On 11/27/2018 10:04 AM, Christopher Schultz wrote:
So, it's pretty much like GC promotion: the number of live objects is
really the only things that matters?
That's probably a better analogy than most anything else I could come up
with.
Lucene must completely reconstruct all of the index data from the
documents that haven't been marked as deleted. The fastest I've ever
seen an optimize proceed is about 30 megabytes per second, even on
RAID10 disk subsystems that are capable of far faster sustained transfer
rates. The operation strongly impacts CPU and garbage generation, in
addition to the I/O impact.
I was thinking once per day. AFAIK, this index hasn't been optimized since it
was first built which was a few months ago.
For an index that small, I wouldn't expect a once-per-day optimization
to have much impact on overall operation. Even for big indexes, if you
can do the operation when traffic on your system is very low, users
might never even notice.
We aren't explicitly deleting anything, ever. The only deletes
occurring should be when we perform an update() on a document, and
Solr/Lucene automatically deletes the existing document with the same id
If you do not use deleteByQuery, then ongoing index updates and segment
merging (which is what an optimize is) will not interfere with each
other, as long as you're using version 4.0 or later. 3.6 and earlier
were not able to readily mix merging with ongoing indexing operations.
I'd want to schedule this thing with cron, so curl is better for me.
"nohup optimize &" is fine with me, especially if it will give me
stats on how long the optimization actually took.
If you want to know how long it takes, it's probably better to throw the
whole script into the background rather than the curl itself. But
you're headed in the right general direction. Just a few details to
think about.
I have dev and test environments so I have plenty of places to
play-around. I can even load my production index into dev to see how
long the whole 1M document index will take to optimize, though the
number of segments in the index will be different, unless I just
straight-up copy the index files from the disk. I probably won't do
that because I'd prefer not to take-down the index long enough to take
a copy.
If you're dealing with the small index, I wouldn't expect copying the
index data while the machine is online to be problematic -- the I/O load
would be small. But if you're running on Windows, I wouldn't be 100%
sure that you could copy index data that's in use -- Windows does odd
things with file locking that aren't a problem on most other operating
systems.
You skipped question 4 which was "can I update my index during an
optimization", but you did mention in your answer to question 3 ("can
I still query during optimize?") that I "should" be able to update the
index (e.g. add/update). Can you clarify why you said "should" instead
of "can"?
I did skip it, because it was answered with question 3, as you noticed.
If that language is there in my reply, I am not really surprised.
Saying "should" rather than "can" is just part of a general "cover my
ass" stance that I adopt whenever I'm answering questions like this. I
don't feel comfortable making absolute declarations that something will
work, unless I'm completely clear on every aspect of the situation.
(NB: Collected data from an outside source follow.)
impl Kind {
    pub fn is_delimiter(self) -> bool {
        matches!(
            self,
            Kind::Concat
                | Kind::Tick
                | Kind::LeftPar
                | Kind::RightPar
                | Kind::Times
                | Kind::Plus
                | Kind::Comma
                | Kind::Minus
                | Kind::Dot
                | Kind::Div
                | Kind::Colon
                | Kind::Semicolon
                | Kind::Lt
                | Kind::Eq
                | Kind::Gt
                | Kind::Bar
                | Kind::LeftSquare
                | Kind::RightSquare
                | Kind::RightArrow
                | Kind::Pow
                | Kind::ColonEq
                | Kind::Ne
                | Kind::Gte
                | Kind::Lte
                | Kind::Box
        )
    }

    pub fn is_identifier(self) -> bool {
        matches!(self, Kind::Identifier | Kind::ExtendedIdentifier)
    }

    pub fn is_literal(self) -> bool {
        matches!(
            self,
            Kind::Integer | Kind::Real | Kind::Character | Kind::StringLiteral | Kind::BitString
        )
    }

    pub fn is_keyword(self) -> bool {
        self >= Kind::KwAbs
    }

    /// Printable form of the kind: the delimiter or keyword text itself, a
    /// class name for the open-ended kinds.
    pub fn text(self) -> &'static str {
        match self {
            Kind::Invalid => "invalid",
            Kind::Eof => "",
            Kind::Concat => "&",
            Kind::Tick => "'",
            Kind::LeftPar => "(",
            Kind::RightPar => ")",
            Kind::Times => "*",
            Kind::Plus => "+",
            Kind::Comma => ",",
            Kind::Minus => "-",
            Kind::Dot => ".",
            Kind::Div => "/",
            Kind::Colon => ":",
            Kind::Semicolon => ";",
            Kind::Lt => "<",
            Kind::Eq => "=",
            Kind::Gt => ">",
            Kind::Bar => "|",
            Kind::LeftSquare => "[",
            Kind::RightSquare => "]",
            Kind::RightArrow => "=>",
            Kind::Pow => "**",
            Kind::ColonEq => ":=",
            Kind::Ne => "/=",
            Kind::Gte => ">=",
            Kind::Lte => "<=",
            Kind::Box => "<>",
            Kind::Identifier => "identifier",
            Kind::ExtendedIdentifier => "extended identifier",
            Kind::Integer => "integer",
            Kind::Real => "real",
            Kind::Character => "character",
            Kind::StringLiteral => "string",
            Kind::BitString => "bitstring",
            Kind::KwAbs => "abs",
            Kind::KwAccess => "access",
            Kind::KwAfter => "after",
            Kind::KwAlias => "alias",
            Kind::KwAll => "all",
            Kind::KwAnd => "and",
            Kind::KwArchitecture => "architecture",
            Kind::KwArray => "array",
            Kind::KwAssert => "assert",
            Kind::KwAttribute => "attribute",
            Kind::KwBegin => "begin",
            Kind::KwBlock => "block",
            Kind::KwBody => "body",
            Kind::KwBuffer => "buffer",
            Kind::KwBus => "bus",
            Kind::KwCase => "case",
            Kind::KwComponent => "component",
            Kind::KwConfiguration => "configuration",
            Kind::KwConstant => "constant",
            Kind::KwContext => "context",
            Kind::KwDefault => "default",
            Kind::KwDisconnect => "disconnect",
            Kind::KwDownto => "downto",
            Kind::KwElse => "else",
            Kind::KwElsif => "elsif",
            Kind::KwEnd => "end",
            Kind::KwEntity => "entity",
            Kind::KwExit => "exit",
            Kind::KwFile => "file",
            Kind::KwFor => "for",
            Kind::KwFunction => "function",
            Kind::KwGenerate => "generate",
            Kind::KwGeneric => "generic",
            Kind::KwGroup => "group",
            Kind::KwGuarded => "guarded",
            Kind::KwIf => "if",
            Kind::KwImpure => "impure",
            Kind::KwIn => "in",
            Kind::KwInertial => "inertial",
            Kind::KwInout => "inout",
            Kind::KwIs => "is",
            Kind::KwLabel => "label",
            Kind::KwLibrary => "library",
            Kind::KwLinkage => "linkage",
            Kind::KwLiteral => "literal",
            Kind::KwLoop => "loop",
            Kind::KwMap => "map",
            Kind::KwMod => "mod",
            Kind::KwNand => "nand",
            Kind::KwNew => "new",
            Kind::KwNext => "next",
            Kind::KwNor => "nor",
            Kind::KwNot => "not",
            Kind::KwNull => "null",
            Kind::KwOf => "of",
            Kind::KwOn => "on",
            Kind::KwOpen => "open",
            Kind::KwOr => "or",
            Kind::KwOthers => "others",
            Kind::KwOut => "out",
            Kind::KwPackage => "package",
            Kind::KwPort => "port",
            Kind::KwPostponed => "postponed",
            Kind::KwProcedural => "procedural",
            Kind::KwProcedure => "procedure",
            Kind::KwProcess => "process",
            Kind::KwProtected => "protected",
            Kind::KwPure => "pure",
            Kind::KwRange => "range",
            Kind::KwRecord => "record",
            Kind::KwReference => "reference",
            Kind::KwRegister => "register",
            Kind::KwReject => "reject",
            Kind::KwRem => "rem",
            Kind::KwReport => "report",
            Kind::KwReturn => "return",
            Kind::KwRol => "rol",
            Kind::KwRor => "ror",
            Kind::KwSelect => "select",
            Kind::KwSeverity => "severity",
            Kind::KwShared => "shared",
            Kind::KwSignal => "signal",
            Kind::KwSla => "sla",
            Kind::KwSll => "sll",
            Kind::KwSra => "sra",
            Kind::KwSrl => "srl",
            Kind::KwSubtype => "subtype",
            Kind::KwThen => "then",
            Kind::KwTo => "to",
            Kind::KwTransport => "transport",
            Kind::KwType => "type",
            Kind::KwUnaffected => "unaffected",
            Kind::KwUnits => "units",
            Kind::KwUntil => "until",
            Kind::KwUse => "use",
            Kind::KwVariable => "variable",
            Kind::KwWait => "wait",
            Kind::KwWhen => "when",
            Kind::KwWhile => "while",
            Kind::KwWith => "with",
            Kind::KwXnor => "xnor",
            Kind::KwXor => "xor",
        }
    }

    /// Debug name of the kind. Differs from [`text`] only for delimiters.
    ///
    /// [`text`]: Kind::text
    pub fn name(self) -> &'static str {
        match self {
            Kind::Eof => "eof",
            Kind::Concat => "concat",
            Kind::Tick => "tick",
            Kind::LeftPar => "leftpar",
            Kind::RightPar => "rightpar",
            Kind::Times => "times",
            Kind::Plus => "plus",
            Kind::Comma => "comma",
            Kind::Minus => "minus",
            Kind::Dot => "dot",
            Kind::Div => "div",
            Kind::Colon => "colon",
            Kind::Semicolon => "semicolon",
            Kind::Lt => "lt",
            Kind::Eq => "eq",
            Kind::Gt => "gt",
            Kind::Bar => "bar",
            Kind::LeftSquare => "leftsquare",
            Kind::RightSquare => "rightsquare",
            Kind::RightArrow => "rightarrow",
            Kind::Pow => "pow",
            Kind::ColonEq => "coloneq",
            Kind::Ne => "ne",
            Kind::Gte => "gte",
            Kind::Lte => "lte",
            Kind::Box => "box",
            other => other.text(),
        }
    }
}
It's fairly rare that my understanding of a user's situation is detailed
enough to be 100% certain I'm offering the right answer.
Think of it as saying "as long as everything that I understand about
your situation is as stated and the not-stated parts are as I'm
expecting them to be, you're good. But if there's something about your
situation that I do not know, you might have issues."
Reading ahead to the other replies on the thread...
Optimizing is a tradeoff. You spend a lot of resources squishing the
whole index down to one segment, hoping for a performance boost. With
big indexes, the cost is probably too high to do it frequently. And in
general, once you go down the optimize road once, you must keep doing
it, or you can run into severe problems with a very large deleted
document percentage. Those issues are described in part I of the blog
post that Walter mentioned, which you can find here:
https://lucidworks.com/2017/10/13/segment-merging-deleted-documents-optimize-may-bad/
Part II of that post, which Walter linked, covers the improvements made
in version 7.5.0 to work around those problems.
Because of the issues potentially created by doing optimizes, the
general advice you'll get here is that unless you actually KNOW that
you'll see a significant performance increase, that you shouldn't do
optimizes. My stance was already stated in my last reply ... if the
impact is low and/or the benefit is high, go ahead and do it. I'm
betting that with an index size below 300MB that your impact from
optimize will be VERY low. I have no idea what the benefit will be ...
I can only say that performance WILL increase, even if it's only a
little bit. A lot of work has gone into the last few major Lucene
releases to reduce the performance impact of many segments. In really
old Lucene releases, merging to one segment would result in a VERY
significant performance increase ... which I think is how the procedure
ended up with the dubious name of "optimize".
Some details about the optimizing strategy I used at $LAST_JOB: Most of
the indexes had six large cold shards and one very small hot shard. The
hot shard was usually less than half a million docs and about 500MB. No
SolrCloud. Optimizing the hot shard was done once an hour, and would
complete within a couple of minutes. One of the large shards was
optimized each night, usually between 2 and 3 AM, and would take 2-3
hours to complete. So it would take six days for all of the large shards
to see an optimize.
Thanks,
Shawn